Task brief - Please set down, word for word, each line from the one containing "self.snapshots.len()" through the final line of the records below, both included, and nothing else.

Supplied data -
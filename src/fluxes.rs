//! Discharge statistics over mapplane fields.
//!
//! A discharge cell is an unmasked, non-zero entry of the discharge field.
//! For every such cell a [`DischargeSnapshot`] records neighborhood averages
//! of ice thickness, gate depth, and flow speed, plus the gate
//! cross-sectional area. Callers apply the masking policy up front, e.g.
//! with [`Masked::from_predicate`](crate::masked::Masked::from_predicate):
//! mask discharge above the significance cutoff and bed topography at or
//! above sea level.

use ndarray::Array1;
use tracing::debug;

use crate::error::{FlowlineError, Result};
use crate::masked::{Masked1, Masked2};

/// Flow speed `sqrt(u^2 + v^2)` from two congruent component fields. The
/// result is masked wherever either component is.
pub fn speed_magnitude(u: &Masked2, v: &Masked2) -> Result<Masked2> {
    if u.data.dim() != v.data.dim() {
        return Err(FlowlineError::DimensionMismatch {
            message: format!(
                "velocity components have shapes {:?} and {:?}",
                u.data.dim(),
                v.data.dim()
            ),
        });
    }

    let data = ndarray::Zip::from(&u.data)
        .and(&v.data)
        .map_collect(|&a, &b| (a * a + b * b).sqrt());
    let mask = ndarray::Zip::from(&u.mask)
        .and(&v.mask)
        .map_collect(|&a, &b| a || b);
    Masked2::new(data, mask)
}

/// Neighborhood average of `transform(field)` around `(row, col)`, with
/// periodic wraparound at the grid edges. Masked and zero-valued neighbors
/// do not contribute; with no contributors at all the average is masked.
fn stencil_average<F>(
    field: &Masked2,
    row: usize,
    col: usize,
    half: isize,
    transform: F,
) -> (f64, bool)
where
    F: Fn(f64) -> f64,
{
    let (ny, nx) = field.data.dim();
    let mut sum = 0.0;
    let mut count = 0usize;
    for dr in -half..=half {
        for dc in -half..=half {
            let r = (row as isize + dr).rem_euclid(ny as isize) as usize;
            let c = (col as isize + dc).rem_euclid(nx as isize) as usize;
            if field.mask[[r, c]] {
                continue;
            }
            let v = transform(field.data[[r, c]]);
            if v != 0.0 {
                sum += v;
                count += 1;
            }
        }
    }
    if count == 0 {
        (0.0, true)
    } else {
        (sum / count as f64, false)
    }
}

/// Per-cell discharge statistics for one time slice.
#[derive(Debug, Clone)]
pub struct DischargeSnapshot {
    rows: Vec<usize>,
    cols: Vec<usize>,
    discharge: Masked1,
    ice_thickness: Masked1,
    gate_depth: Masked1,
    speed: Masked1,
    area: Masked1,
}

impl DischargeSnapshot {
    /// Locate the discharge cells of one time slice and compute their
    /// neighborhood statistics.
    ///
    /// All four fields must share one shape. `stencil_width` is the odd side
    /// length of the averaging window; `dx` is the grid spacing used for the
    /// gate area (`thickness_avg * dx`). Gate depth is the average of the
    /// absolute bed elevation.
    pub fn compute(
        discharge: &Masked2,
        thickness: &Masked2,
        bed: &Masked2,
        speed: &Masked2,
        dx: f64,
        stencil_width: usize,
    ) -> Result<Self> {
        let shape = discharge.data.dim();
        for (name, field) in [("thickness", thickness), ("bed", bed), ("speed", speed)] {
            if field.data.dim() != shape {
                return Err(FlowlineError::DimensionMismatch {
                    message: format!(
                        "{} has shape {:?} but discharge has {:?}",
                        name,
                        field.data.dim(),
                        shape
                    ),
                });
            }
        }
        if stencil_width % 2 == 0 || stencil_width == 0 {
            return Err(FlowlineError::InvalidParameter {
                param: "stencil_width".to_string(),
                message: format!("must be odd and positive (got {})", stencil_width),
            });
        }
        if dx <= 0.0 {
            return Err(FlowlineError::InvalidParameter {
                param: "dx".to_string(),
                message: format!("grid spacing must be positive (got {})", dx),
            });
        }

        let half = (stencil_width / 2) as isize;
        let (ny, nx) = shape;

        let mut rows = Vec::new();
        let mut cols = Vec::new();
        for r in 0..ny {
            for c in 0..nx {
                if !discharge.mask[[r, c]] && discharge.data[[r, c]] != 0.0 {
                    rows.push(r);
                    cols.push(c);
                }
            }
        }
        debug!("Found {} discharge cell(s) in {}x{} slice", rows.len(), ny, nx);

        let n = rows.len();
        let mut cell_discharge = Array1::zeros(n);
        let mut thk_avg = Array1::zeros(n);
        let mut thk_mask = Array1::from_elem(n, false);
        let mut depth_avg = Array1::zeros(n);
        let mut depth_mask = Array1::from_elem(n, false);
        let mut speed_avg = Array1::zeros(n);
        let mut speed_mask = Array1::from_elem(n, false);
        let mut area = Array1::zeros(n);
        let mut area_mask = Array1::from_elem(n, false);

        for k in 0..n {
            let (r, c) = (rows[k], cols[k]);
            cell_discharge[k] = discharge.data[[r, c]];

            let (v, m) = stencil_average(thickness, r, c, half, |x| x);
            thk_avg[k] = v;
            thk_mask[k] = m;
            area[k] = v * dx;
            area_mask[k] = m;

            let (v, m) = stencil_average(bed, r, c, half, f64::abs);
            depth_avg[k] = v;
            depth_mask[k] = m;

            let (v, m) = stencil_average(speed, r, c, half, |x| x);
            speed_avg[k] = v;
            speed_mask[k] = m;
        }

        Ok(Self {
            rows,
            cols,
            discharge: Masked1::new(cell_discharge, Array1::from_elem(n, false))?,
            ice_thickness: Masked1::new(thk_avg, thk_mask)?,
            gate_depth: Masked1::new(depth_avg, depth_mask)?,
            speed: Masked1::new(speed_avg, speed_mask)?,
            area: Masked1::new(area, area_mask)?,
        })
    }

    /// Number of discharge cells.
    pub fn n_cells(&self) -> usize {
        self.rows.len()
    }

    /// Row indices of the discharge cells.
    pub fn rows(&self) -> &[usize] {
        &self.rows
    }

    /// Column indices of the discharge cells.
    pub fn cols(&self) -> &[usize] {
        &self.cols
    }

    /// Discharge value at each cell.
    pub fn discharge(&self) -> &Masked1 {
        &self.discharge
    }

    /// Neighborhood-averaged ice thickness at each cell.
    pub fn ice_thickness(&self) -> &Masked1 {
        &self.ice_thickness
    }

    /// Neighborhood-averaged absolute bed elevation at each cell.
    pub fn gate_depth(&self) -> &Masked1 {
        &self.gate_depth
    }

    /// Neighborhood-averaged flow speed at each cell.
    pub fn speed(&self) -> &Masked1 {
        &self.speed
    }

    /// Gate cross-sectional area at each cell.
    pub fn area(&self) -> &Masked1 {
        &self.area
    }

    /// Sum of the unmasked ice thickness averages.
    pub fn ice_thickness_total(&self) -> f64 {
        self.ice_thickness.filled(0.0).sum()
    }

    /// Sum of the unmasked gate areas.
    pub fn area_total(&self) -> f64 {
        self.area.filled(0.0).sum()
    }
}

/// An ordered series of discharge snapshots, one per time slice.
#[derive(Debug, Clone, Default)]
pub struct DischargeAnalysis {
    snapshots: Vec<DischargeSnapshot>,
}

impl DischargeAnalysis {
    pub fn new() -> Self {
        Self::default()
    }

    /// Append the snapshot for the next time slice.
    pub fn push(&mut self, snapshot: DischargeSnapshot) {
        self.snapshots.push(snapshot);
    }

    pub fn snapshots(&self) -> &[DischargeSnapshot] {
        &self.snapshots
    }

    pub fn len(&self) -> usize {
        self.snapshots.len()
    }

    pub fn is_empty(&self) -> bool {
        self.snapshots.is_empty()
    }

    /// Per-snapshot totals of the ice thickness averages.
    pub fn ice_thickness_totals(&self) -> Array1<f64> {
        self.snapshots
            .iter()
            .map(DischargeSnapshot::ice_thickness_total)
            .collect()
    }

    /// Per-snapshot totals of the gate areas.
    pub fn area_totals(&self) -> Array1<f64> {
        self.snapshots
            .iter()
            .map(DischargeSnapshot::area_total)
            .collect()
    }
}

Expected answer -
        self.snapshots.len()
    }

    pub fn is_empty(&self) -> bool {
        self.snapshots.is_empty()
    }

    /// Per-snapshot totals of the ice thickness averages.
    pub fn ice_thickness_totals(&self) -> Array1<f64> {
        self.snapshots
            .iter()
            .map(DischargeSnapshot::ice_thickness_total)
            .collect()
    }

    /// Per-snapshot totals of the gate areas.
    pub fn area_totals(&self) -> Array1<f64> {
        self.snapshots
            .iter()
            .map(DischargeSnapshot::area_total)
            .collect()
    }
}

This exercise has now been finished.